This has been an oft-discussed topic on the blog, and this is the most comprehensive review I've seen to date. According to Slate's Green Lantern, e-books beat print books on every count (carbon, water, chemicals) after the 18th book read on the iPad and the 23rd on the Kindle:
Environmental analysis can be an endless balancing of this versus that. Do you care more about conserving water or avoiding toxic chemical usage? Minimizing carbon dioxide emissions or radioactive nuclear waste? But today, the Lantern has good news: There will be no Sophie's choice when it comes to e-books. As long as you consume a healthy number of titles, you read at a normal pace, and you don't trade in your gadget every year, perusing electronically will lighten your environmental impact.

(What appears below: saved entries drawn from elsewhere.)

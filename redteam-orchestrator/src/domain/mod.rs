//! Orchestrator domain: the simulator, synthetic telemetry and history statistics

pub mod dashboard;
pub mod errors;
pub mod graph;
pub mod metrics;
pub mod simulator;
pub mod system_details;

#[cfg(test)]
pub(crate) mod test_support;

pub use dashboard::{DashboardData, OutcomeRates};
pub use errors::SimulationError;
pub use graph::{AttackGraph, GraphEdge, GraphNode, NodeKind};
pub use metrics::{Severity, SeverityCount, SimulationMetrics};
pub use simulator::AttackSimulator;
pub use system_details::generate_system_details;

On the chemicals (sometimes cited as a problem for e-readers):
E-readers also have books beat on toxic chemicals. The production of ink for printing releases a number of volatile organic compounds into the atmosphere, including hexane, toluene, and xylene, which contribute to smog and asthma. Some of them may also cause cancer or birth defects. Computer production is not free of hard-to-pronounce chemicals, to be sure, but both the iPad and the Kindle comply with Europe's RoHS standards, which ban some of the scarier chemicals that have been involved in electronics production. E-readers do, however, require the mining of nonrenewable minerals, like columbite-tantalite, which sometimes come from politically unstable regions. And experts can't seem to agree on whether we're at risk of exhausting the world's supply of lithium, the lifeblood of the e-reader's battery.